## Problem details
Each line that contains the word "Rising" is to be copied from the records below.

--------------------

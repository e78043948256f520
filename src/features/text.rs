use crate::lexicon::Lexicons;

/// Code points above this are treated as emoji candidates.
pub const EMOJI_CODEPOINT_THRESHOLD: u32 = 1000;

/// Lexicon hit counts for a single post.
#[derive(Debug, Clone, Default, PartialEq)]
pub struct PostSignals {
    pub positive_words: i64,
    pub negative_words: i64,
    pub positive_hashtags: i64,
    pub negative_hashtags: i64,
    pub positive_emoji: i64,
    pub negative_emoji: i64,
    /// Net keyword score per topic bucket, in lexicon order.
    pub topics: Vec<i64>,
}

impl PostSignals {
    pub fn from_text(text: &str, lexicons: &Lexicons) -> Self {
        let tokens = tokenize(text);
        let hashtags = extract_hashtags(text);
        let emoji = extract_emoji(text);

        let count = |items: &[String], set: &std::collections::HashSet<String>| {
            items.iter().filter(|item| set.contains(*item)).count() as i64
        };

        Self {
            positive_words: count(&tokens, &lexicons.positive_words),
            negative_words: count(&tokens, &lexicons.negative_words),
            positive_hashtags: count(&hashtags, &lexicons.positive_hashtags),
            negative_hashtags: count(&hashtags, &lexicons.negative_hashtags),
            positive_emoji: count(&emoji, &lexicons.positive_emoji),
            negative_emoji: count(&emoji, &lexicons.negative_emoji),
            topics: topic_scores(text, lexicons),
        }
    }

    /// Positive minus negative hits across words, hashtags and emoji.
    pub fn net(&self) -> i64 {
        let positive = self.positive_words + self.positive_hashtags + self.positive_emoji;
        let negative = self.negative_words + self.negative_hashtags + self.negative_emoji;
        positive - negative
    }

    pub fn is_positive(&self) -> bool {
        self.net() > 0
    }
}

/// Lower-cased runs of ASCII letters and apostrophes.
pub fn tokenize(text: &str) -> Vec<String> {
    let lowered = text.to_lowercase();
    let mut tokens = Vec::new();
    let mut current = String::new();
    for ch in lowered.chars() {
        if ch.is_ascii_alphabetic() || ch == '\'' {
            current.push(ch);
        } else if !current.is_empty() {
            tokens.push(std::mem::take(&mut current));
        }
    }
    if !current.is_empty() {
        tokens.push(current);
    }
    tokens
}

/// `#word` tokens, lower-cased with the `#` kept.
pub fn extract_hashtags(text: &str) -> Vec<String> {
    let chars: Vec<char> = text.chars().collect();
    let mut tags = Vec::new();
    let mut idx = 0;
    while idx < chars.len() {
        if chars[idx] != '#' {
            idx += 1;
            continue;
        }
        let start = idx + 1;
        let mut end = start;
        while end < chars.len() && is_word_char(chars[end]) {
            end += 1;
        }
        if end > start {
            let word: String = chars[start..end].iter().collect();
            tags.push(format!("#{}", word.to_lowercase()));
            idx = end;
        } else {
            idx += 1;
        }
    }
    tags
}

/// Single code points above [`EMOJI_CODEPOINT_THRESHOLD`], as strings.
pub fn extract_emoji(text: &str) -> Vec<String> {
    text.chars()
        .filter(|ch| *ch as u32 > EMOJI_CODEPOINT_THRESHOLD)
        .map(String::from)
        .collect()
}

/// Keyword hits minus negative keyword hits per topic. Keywords match as
/// substrings of the lower-cased text, so "art" also fires on "party".
pub fn topic_scores(text: &str, lexicons: &Lexicons) -> Vec<i64> {
    let lowered = text.to_lowercase();
    lexicons
        .topics
        .iter()
        .map(|bucket| {
            let positive = bucket
                .positive
                .iter()
                .filter(|word| lowered.contains(word.as_str()))
                .count() as i64;
            let negative = bucket
                .negative
                .iter()
                .filter(|word| lowered.contains(word.as_str()))
                .count() as i64;
            positive - negative
        })
        .collect()
}

fn is_word_char(ch: char) -> bool {
    ch.is_alphanumeric() || ch == '_'
}
pub mod config;
pub mod error;
pub mod features;
pub mod lexicon;
pub mod posts;
pub mod report;
pub mod scoring;
pub mod summary;
pub mod timing;

use chrono::{Local, NaiveDate};
use serde::Serialize;
use tracing::info;

use crate::config::VibecheckConfig;
use crate::error::{Result, VibecheckError};
use crate::features::{FeatureExtractor, FeatureSet};
use crate::posts::Post;
use crate::scoring::{DayScore, DayScorer, MoodTable, WeightedScorer};
use crate::summary::MoodSnapshot;
use crate::timing::{
    suggest_hours, ContactRecommendation, ContactTimingAnalyzer, ContactWindow, MoodTrend,
};

/// Everything derived from one post history for one target day.
#[derive(Debug, Clone, Serialize)]
pub struct Analysis {
    pub target_date: NaiveDate,
    pub features: FeatureSet,
    pub mood: MoodTable,
    pub day_score: DayScore,
    pub suggested_windows: Vec<ContactWindow>,
    pub recommendation: ContactRecommendation,
    pub trend: MoodTrend,
    pub snapshot: MoodSnapshot,
}

/// Runs the full pipeline. Without an explicit target the day of the latest
/// post is used, or today when there are no posts.
pub fn analyze(posts: &[Post], target: Option<NaiveDate>, config: &VibecheckConfig) -> Analysis {
    let target_date = target
        .or_else(|| posts.last().map(Post::day))
        .unwrap_or_else(|| Local::now().date_naive());

    let extractor = FeatureExtractor::new(&config.lexicon, config.timing.cadence_days);
    let features = extractor.extract(posts);
    let mood = MoodTable::build(&features.daily, &config.mood, config.timing.baseline_days);

    let scorer = DayScorer::new(
        &features.daily,
        &mood,
        WeightedScorer::new(config.weights.clone()),
        config.calibration.clone(),
    );
    let day_score = scorer.score_day(target_date);

    let suggested_windows = suggest_hours(
        &features.golden,
        posts,
        config.timing.top_hours,
        config.timing.saturation_penalty,
    );

    let analyzer = ContactTimingAnalyzer::new(
        &features.daily,
        &mood,
        &features.golden,
        &config.lexicon,
        config.timing.trend_days,
    );
    let recommendation = analyzer.generate_contact_recommendation(target_date);
    let trend = analyzer.analyze_mood_trends();
    let snapshot = MoodSnapshot::build(
        features.get(target_date),
        day_score,
        &trend,
        &suggested_windows,
    );

    info!(
        date = %target_date,
        score = day_score.score,
        urgency = recommendation.urgency_level.label(),
        "analysis complete"
    );

    Analysis {
        target_date,
        features,
        mood,
        day_score,
        suggested_windows,
        recommendation,
        trend,
        snapshot,
    }
}

pub fn parse_date(value: &str) -> Result<NaiveDate> {
    NaiveDate::parse_from_str(value.trim(), "%Y-%m-%d")
        .map_err(|_| VibecheckError::Date(value.to_string()))
}

pub fn clamp01(value: f64) -> f64 {
    if value.is_nan() {
        return 0.0;
    }
    value.max(0.0).min(1.0)
}

pub fn sigmoid(x: f64) -> f64 {
    1.0 / (1.0 + (-x).exp())
}

/// Linear ramp from 0 at `-half_width` to 1 at `half_width`.
pub fn scale_sym(x: f64, half_width: f64) -> f64 {
    if x >= half_width {
        return 1.0;
    }
    if x <= -half_width {
        return 0.0;
    }
    0.5 + 0.5 * (x / half_width)
}

pub fn zscore(x: f64, mean: f64, std_dev: f64) -> f64 {
    if std_dev <= 1e-9 {
        return 0.0;
    }
    (x - mean) / std_dev
}

/// Arithmetic mean; 0.5 for an empty slice.
pub fn mean(values: &[f64]) -> f64 {
    if values.is_empty() {
        return 0.5;
    }
    values.iter().sum::<f64>() / values.len() as f64
}

pub fn population_std_dev(values: &[f64]) -> f64 {
    if values.len() < 2 || values.iter().all(|value| *value == values[0]) {
        return 0.0;
    }
    let mu = mean(values);
    let variance =
        values.iter().map(|value| (value - mu).powi(2)).sum::<f64>() / values.len() as f64;
    variance.sqrt()
}

pub fn format_float(value: f64, digits: usize) -> String {
    format!("{:.1$}", value, digits)
}
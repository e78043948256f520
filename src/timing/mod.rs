pub mod contact;
pub mod hours;
pub mod trend;
pub mod window;

pub use contact::{
    ContactRecommendation, ContactTimingAnalyzer, ContactUrgency, MoodContext, UrgencyLevel,
};
pub use hours::suggest_hours;
pub use trend::{analyze_mood_trends, MoodTrend, TrendDirection};
pub use window::ContactWindow;
use chrono::{DateTime, NaiveDate, NaiveDateTime, Timelike};
use serde::{Deserialize, Serialize};
use std::path::Path;
use tracing::debug;

use crate::error::{Result, VibecheckError};

const DEFAULT_PLATFORM: &str = "other";

const NAIVE_FORMATS: &[&str] = &[
    "%Y-%m-%dT%H:%M:%S%.f",
    "%Y-%m-%d %H:%M:%S%.f",
    "%Y-%m-%dT%H:%M",
    "%Y-%m-%d %H:%M",
];

/// A post record as it appears in the input file.
#[derive(Debug, Clone, Deserialize)]
pub struct RawPost {
    pub platform: Option<String>,
    pub timestamp: String,
    #[serde(default)]
    pub text: String,
    pub likes: Option<f64>,
    pub comments: Option<f64>,
    pub shares: Option<f64>,
    pub retweets: Option<f64>,
}

#[derive(Debug, Clone, PartialEq, Serialize)]
pub struct Post {
    pub platform: String,
    pub timestamp: NaiveDateTime,
    pub text: String,
    pub likes: u64,
    pub comments: u64,
    pub shares: u64,
    pub retweets: u64,
}

impl Post {
    pub fn day(&self) -> NaiveDate {
        self.timestamp.date()
    }

    pub fn hour(&self) -> u32 {
        self.timestamp.hour()
    }
}

impl RawPost {
    pub fn normalize(self, index: usize) -> Result<Post> {
        let timestamp =
            parse_timestamp(&self.timestamp).ok_or_else(|| VibecheckError::Timestamp {
                index,
                value: self.timestamp.clone(),
            })?;
        let platform = self
            .platform
            .filter(|value| !value.trim().is_empty())
            .unwrap_or_else(|| DEFAULT_PLATFORM.to_string())
            .to_lowercase();

        Ok(Post {
            platform,
            timestamp,
            text: self.text,
            likes: counter(index, "likes", self.likes)?,
            comments: counter(index, "comments", self.comments)?,
            shares: counter(index, "shares", self.shares)?,
            retweets: counter(index, "retweets", self.retweets)?,
        })
    }
}

/// Parses a JSON array of post records into posts sorted by timestamp.
pub fn parse_posts(json: &str) -> Result<Vec<Post>> {
    let raw: Vec<RawPost> = serde_json::from_str(json)?;
    normalize_posts(raw)
}

pub fn normalize_posts(raw: Vec<RawPost>) -> Result<Vec<Post>> {
    let mut posts = raw
        .into_iter()
        .enumerate()
        .map(|(index, record)| record.normalize(index))
        .collect::<Result<Vec<_>>>()?;
    posts.sort_by_key(|post| post.timestamp);
    debug!(count = posts.len(), "normalized posts");
    Ok(posts)
}

pub fn load_posts(path: &Path) -> Result<Vec<Post>> {
    let contents = std::fs::read_to_string(path).map_err(|source| VibecheckError::Io {
        path: path.to_path_buf(),
        source,
    })?;
    parse_posts(&contents)
}

/// Accepts RFC 3339 (keeping the wall-clock time of its offset), naive
/// date-times with `T` or space separators, and bare dates.
pub fn parse_timestamp(value: &str) -> Option<NaiveDateTime> {
    let value = value.trim();
    if let Ok(parsed) = DateTime::parse_from_rfc3339(value) {
        return Some(parsed.naive_local());
    }
    for format in NAIVE_FORMATS {
        if let Ok(parsed) = NaiveDateTime::parse_from_str(value, format) {
            return Some(parsed);
        }
    }
    NaiveDate::parse_from_str(value, "%Y-%m-%d")
        .ok()
        .and_then(|date| date.and_hms_opt(0, 0, 0))
}

/// Counters beyond `u64::MAX` saturate.
fn counter(index: usize, field: &'static str, value: Option<f64>) -> Result<u64> {
    match value {
        None => Ok(0),
        Some(value) if value.is_finite() && value >= 0.0 => Ok(value.trunc() as u64),
        Some(value) => Err(VibecheckError::Counter {
            index,
            field,
            value,
        }),
    }
}
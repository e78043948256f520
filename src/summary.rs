use serde::Serialize;

use crate::features::DailyFeatures;
use crate::scoring::DayScore;
use crate::timing::{ContactWindow, MoodTrend, TrendDirection};

#[derive(Debug, Clone, Copy, PartialEq, Eq, Serialize)]
#[serde(rename_all = "snake_case")]
pub enum EngagementPattern {
    Rising,
    Steady,
    Falling,
    Unknown,
}

impl EngagementPattern {
    pub fn from_cadence(cadence: f64) -> Self {
        if cadence > 0.6 {
            EngagementPattern::Rising
        } else if cadence < 0.4 {
            EngagementPattern::Falling
        } else {
            EngagementPattern::Steady
        }
    }

    pub fn label(self) -> &'static str {
        match self {
            EngagementPattern::Rising => "rising",
            EngagementPattern::Steady => "steady",
            EngagementPattern::Falling => "falling",
            EngagementPattern::Unknown => "unknown",
        }
    }
}

#[derive(Debug, Clone, Copy, PartialEq, Eq, Serialize)]
#[serde(rename_all = "snake_case")]
pub enum SocialEnergy {
    High,
    Moderate,
    Low,
    Unknown,
}

impl SocialEnergy {
    pub fn from_engagement(engagement: f64) -> Self {
        if engagement >= 0.7 {
            SocialEnergy::High
        } else if engagement >= 0.4 {
            SocialEnergy::Moderate
        } else {
            SocialEnergy::Low
        }
    }

    pub fn label(self) -> &'static str {
        match self {
            SocialEnergy::High => "high",
            SocialEnergy::Moderate => "moderate",
            SocialEnergy::Low => "low",
            SocialEnergy::Unknown => "unknown",
        }
    }
}

/// Digest of the target day shown in the verbose report.
#[derive(Debug, Clone, PartialEq, Serialize)]
pub struct MoodSnapshot {
    pub overall_score: f64,
    pub sentiment_trend: TrendDirection,
    pub engagement_pattern: EngagementPattern,
    pub optimal_contact_times: Vec<ContactWindow>,
    pub mood_volatility: f64,
    pub social_energy: SocialEnergy,
}

impl MoodSnapshot {
    pub fn build(
        day: Option<&DailyFeatures>,
        score: DayScore,
        trend: &MoodTrend,
        windows: &[ContactWindow],
    ) -> Self {
        let (engagement_pattern, social_energy) = match day {
            Some(day) => (
                EngagementPattern::from_cadence(day.cadence),
                SocialEnergy::from_engagement(day.engagement),
            ),
            None => (EngagementPattern::Unknown, SocialEnergy::Unknown),
        };

        Self {
            overall_score: score.score,
            sentiment_trend: trend.trend,
            engagement_pattern,
            optimal_contact_times: windows.to_vec(),
            mood_volatility: trend.volatility,
            social_energy,
        }
    }
}
use std::cmp::Ordering;

use crate::features::{GoldenHourTable, HOURS_PER_DAY};
use crate::posts::Post;
use crate::timing::ContactWindow;

/// Ranks all 24 hours by golden score minus a penalty proportional to how
/// often the person already posts at that hour.
pub fn suggest_hours(
    golden: &GoldenHourTable,
    posts: &[Post],
    top_k: usize,
    saturation_penalty: f64,
) -> Vec<ContactWindow> {
    let mut by_hour = [0u32; HOURS_PER_DAY];
    for post in posts {
        by_hour[post.hour() as usize] += 1;
    }
    let max_count = by_hour.iter().copied().max().filter(|max| *max > 0).unwrap_or(1) as f64;

    let mut ranked: Vec<(u32, f64)> = (0..HOURS_PER_DAY as u32)
        .map(|hour| {
            let load = by_hour[hour as usize] as f64 / max_count;
            (hour, golden.get(hour) - load * saturation_penalty)
        })
        .collect();
    ranked.sort_by(|a, b| b.1.partial_cmp(&a.1).unwrap_or(Ordering::Equal));

    ranked
        .into_iter()
        .take(top_k)
        .map(|(hour, _)| ContactWindow::for_hour(hour))
        .collect()
}
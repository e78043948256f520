use chrono::{Datelike, NaiveDate};
use serde::Serialize;
use std::cmp::Ordering;
use std::collections::BTreeMap;

use crate::clamp01;
use crate::features::{DailyFeatures, GoldenHourTable};
use crate::lexicon::Lexicons;
use crate::scoring::MoodTable;
use crate::timing::{analyze_mood_trends, ContactWindow, MoodTrend};

const LOW_SIGNAL: f64 = 0.3;
const CONTACT_WINDOWS: usize = 3;

#[derive(Debug, Clone, Copy, PartialEq, Eq, Serialize)]
#[serde(rename_all = "snake_case")]
pub enum UrgencyLevel {
    Minimal,
    Low,
    Medium,
    High,
    Unknown,
}

impl UrgencyLevel {
    pub fn label(self) -> &'static str {
        match self {
            UrgencyLevel::Minimal => "minimal",
            UrgencyLevel::Low => "low",
            UrgencyLevel::Medium => "medium",
            UrgencyLevel::High => "high",
            UrgencyLevel::Unknown => "unknown",
        }
    }
}

#[derive(Debug, Clone, Copy, PartialEq, Eq, Serialize)]
pub enum MoodContext {
    #[serde(rename = "very positive")]
    VeryPositive,
    #[serde(rename = "positive")]
    Positive,
    #[serde(rename = "neutral")]
    Neutral,
    #[serde(rename = "negative")]
    Negative,
    #[serde(rename = "unknown")]
    Unknown,
}

impl MoodContext {
    pub fn from_sentiment(sentiment: f64) -> Self {
        if sentiment > 0.7 {
            MoodContext::VeryPositive
        } else if sentiment > 0.5 {
            MoodContext::Positive
        } else if sentiment > 0.3 {
            MoodContext::Neutral
        } else {
            MoodContext::Negative
        }
    }

    pub fn label(self) -> &'static str {
        match self {
            MoodContext::VeryPositive => "very positive",
            MoodContext::Positive => "positive",
            MoodContext::Neutral => "neutral",
            MoodContext::Negative => "negative",
            MoodContext::Unknown => "unknown",
        }
    }
}

#[derive(Debug, Clone, PartialEq, Serialize)]
pub struct ContactUrgency {
    pub level: UrgencyLevel,
    pub score: f64,
    pub reason: String,
}

#[derive(Debug, Clone, PartialEq, Serialize)]
pub struct ContactRecommendation {
    pub best_day: NaiveDate,
    pub best_hours: Vec<ContactWindow>,
    pub confidence: f64,
    pub urgency_level: UrgencyLevel,
    pub mood_context: MoodContext,
    pub reasoning: String,
}

/// Weekday-template contact timing, urgency and mood trend.
#[derive(Debug, Clone)]
pub struct ContactTimingAnalyzer<'a> {
    daily: &'a BTreeMap<NaiveDate, DailyFeatures>,
    mood: &'a MoodTable,
    golden: &'a GoldenHourTable,
    lexicons: &'a Lexicons,
    trend_days: usize,
}

impl<'a> ContactTimingAnalyzer<'a> {
    pub fn new(
        daily: &'a BTreeMap<NaiveDate, DailyFeatures>,
        mood: &'a MoodTable,
        golden: &'a GoldenHourTable,
        lexicons: &'a Lexicons,
        trend_days: usize,
    ) -> Self {
        Self {
            daily,
            mood,
            golden,
            lexicons,
            trend_days,
        }
    }

    pub fn analyze_mood_trends(&self) -> MoodTrend {
        analyze_mood_trends(self.mood, self.trend_days)
    }

    /// Top candidate hours for the date's weekday, ranked by golden score.
    pub fn find_optimal_contact_times(&self, date: NaiveDate) -> Vec<ContactWindow> {
        let mut scored: Vec<(u32, f64)> = self
            .lexicons
            .candidate_hours(date.weekday())
            .iter()
            .map(|hour| (*hour, self.golden.get(*hour)))
            .collect();
        scored.sort_by(|a, b| b.1.partial_cmp(&a.1).unwrap_or(Ordering::Equal));

        scored
            .into_iter()
            .take(CONTACT_WINDOWS)
            .map(|(hour, _)| ContactWindow::for_hour(hour))
            .collect()
    }

    pub fn calculate_contact_urgency(&self, date: NaiveDate) -> ContactUrgency {
        let Some(day) = self.daily.get(&date) else {
            return ContactUrgency {
                level: UrgencyLevel::Unknown,
                score: 0.0,
                reason: "No data available for this date".to_string(),
            };
        };

        let indicators = [day.sentiment, day.emoji, day.hashtags, day.engagement]
            .iter()
            .filter(|value| **value < LOW_SIGNAL)
            .count();

        let (level, score, reason) = match indicators {
            0 => (UrgencyLevel::Minimal, 0.2, "Positive mood indicators present"),
            1 => (UrgencyLevel::Low, 0.5, "Minor mood fluctuations detected"),
            2 => (UrgencyLevel::Medium, 0.7, "Some concerning mood signals detected"),
            _ => (UrgencyLevel::High, 0.9, "Multiple negative mood indicators detected"),
        };

        ContactUrgency {
            level,
            score,
            reason: reason.to_string(),
        }
    }

    pub fn generate_contact_recommendation(&self, date: NaiveDate) -> ContactRecommendation {
        let best_hours = self.find_optimal_contact_times(date);
        let urgency = self.calculate_contact_urgency(date);
        let trend = self.analyze_mood_trends();

        let (confidence, mood_context) = match self.daily.get(&date) {
            Some(day) => (
                clamp01(
                    0.3 * day.sentiment
                        + 0.2 * day.emoji
                        + 0.2 * day.hashtags
                        + 0.2 * day.engagement
                        + 0.1 * (1.0 - trend.volatility),
                ),
                MoodContext::from_sentiment(day.sentiment),
            ),
            None => (0.0, MoodContext::Unknown),
        };

        ContactRecommendation {
            best_day: date,
            best_hours,
            confidence,
            urgency_level: urgency.level,
            mood_context,
            reasoning: urgency.reason,
        }
    }
}
use serde::Serialize;
use std::fmt;

/// A contact window starting on the hour and closing at half past the next
/// hour. Windows starting at 23 close at 23:45.
#[derive(Debug, Clone, Copy, PartialEq, Eq, Serialize)]
pub struct ContactWindow {
    pub start_hour: u32,
    pub end_hour: u32,
    pub end_minute: u32,
}

impl ContactWindow {
    pub fn for_hour(hour: u32) -> Self {
        let start_hour = hour.min(23);
        let end_minute = if start_hour < 23 { 30 } else { 45 };
        Self {
            start_hour,
            end_hour: (start_hour + 1).min(23),
            end_minute,
        }
    }

    pub fn start(&self) -> String {
        format!("{:02}:00", self.start_hour)
    }

    pub fn end(&self) -> String {
        format!("{:02}:{:02}", self.end_hour, self.end_minute)
    }
}

impl fmt::Display for ContactWindow {
    fn fmt(&self, f: &mut fmt::Formatter<'_>) -> fmt::Result {
        write!(f, "{}-{}", self.start(), self.end())
    }
}
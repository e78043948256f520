use serde::Serialize;
use std::cmp::Ordering;

use crate::lexicon::Lexicons;

pub const HOURS_PER_DAY: usize = 24;

/// Per-hour share of positive-leaning posts plus the golden-hour prior.
#[derive(Debug, Clone, PartialEq, Serialize)]
pub struct GoldenHourTable {
    scores: [f64; HOURS_PER_DAY],
}

impl GoldenHourTable {
    pub fn from_counts(
        positive: &[u32; HOURS_PER_DAY],
        total: &[u32; HOURS_PER_DAY],
        lexicons: &Lexicons,
    ) -> Self {
        let mut scores = [0.0; HOURS_PER_DAY];
        for (hour, score) in scores.iter_mut().enumerate() {
            let fraction = if total[hour] == 0 {
                0.0
            } else {
                positive[hour] as f64 / total[hour] as f64
            };
            *score = fraction + lexicons.golden_prior_for(hour as u32);
        }
        Self { scores }
    }

    pub fn from_scores(scores: [f64; HOURS_PER_DAY]) -> Self {
        Self { scores }
    }

    /// Score for an hour; hours outside 0..24 score 0.
    pub fn get(&self, hour: u32) -> f64 {
        self.scores.get(hour as usize).copied().unwrap_or(0.0)
    }

    pub fn iter(&self) -> impl Iterator<Item = (u32, f64)> + '_ {
        self.scores
            .iter()
            .enumerate()
            .map(|(hour, score)| (hour as u32, *score))
    }

    /// Highest-scoring hours, ties kept in hour order.
    pub fn top(&self, n: usize) -> Vec<(u32, f64)> {
        let mut ranked: Vec<(u32, f64)> = self.iter().collect();
        ranked.sort_by(|a, b| b.1.partial_cmp(&a.1).unwrap_or(Ordering::Equal));
        ranked.truncate(n);
        ranked
    }
}
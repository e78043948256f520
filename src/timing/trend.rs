use serde::Serialize;

use crate::scoring::MoodTable;
use crate::{mean, population_std_dev};

const SLOPE_THRESHOLD: f64 = 0.05;
const RECENT_DAYS: usize = 7;

#[derive(Debug, Clone, Copy, PartialEq, Eq, Serialize)]
#[serde(rename_all = "snake_case")]
pub enum TrendDirection {
    Improving,
    Declining,
    Stable,
    InsufficientData,
}

impl TrendDirection {
    pub fn label(self) -> &'static str {
        match self {
            TrendDirection::Improving => "improving",
            TrendDirection::Declining => "declining",
            TrendDirection::Stable => "stable",
            TrendDirection::InsufficientData => "insufficient_data",
        }
    }
}

#[derive(Debug, Clone, Copy, PartialEq, Serialize)]
pub struct MoodTrend {
    pub days_back: usize,
    pub trend: TrendDirection,
    pub volatility: f64,
    pub consistency: f64,
    pub recent_avg: f64,
}

/// Summarizes the mood index over the last `days_back` populated days.
/// A `days_back` of 0 covers the whole history.
pub fn analyze_mood_trends(mood: &MoodTable, days_back: usize) -> MoodTrend {
    let scores = if days_back == 0 {
        mood.recent(mood.len())
    } else {
        mood.recent(days_back)
    };
    if scores.len() < 2 {
        return MoodTrend {
            days_back,
            trend: TrendDirection::InsufficientData,
            volatility: 0.0,
            consistency: 0.0,
            recent_avg: if scores.is_empty() { 0.5 } else { mean(&scores) },
        };
    }

    let first = scores[0];
    let last = scores[scores.len() - 1];
    let slope = (last - first) / scores.len() as f64;
    let trend = if slope > SLOPE_THRESHOLD {
        TrendDirection::Improving
    } else if slope < -SLOPE_THRESHOLD {
        TrendDirection::Declining
    } else {
        TrendDirection::Stable
    };

    let volatility = population_std_dev(&scores);
    let recent = &scores[scores.len().saturating_sub(RECENT_DAYS)..];

    MoodTrend {
        days_back,
        trend,
        volatility,
        consistency: 1.0 - volatility,
        recent_avg: mean(recent),
    }
}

--------------------

## Response area
    Rising,
            EngagementPattern::Rising
            EngagementPattern::Rising => "rising",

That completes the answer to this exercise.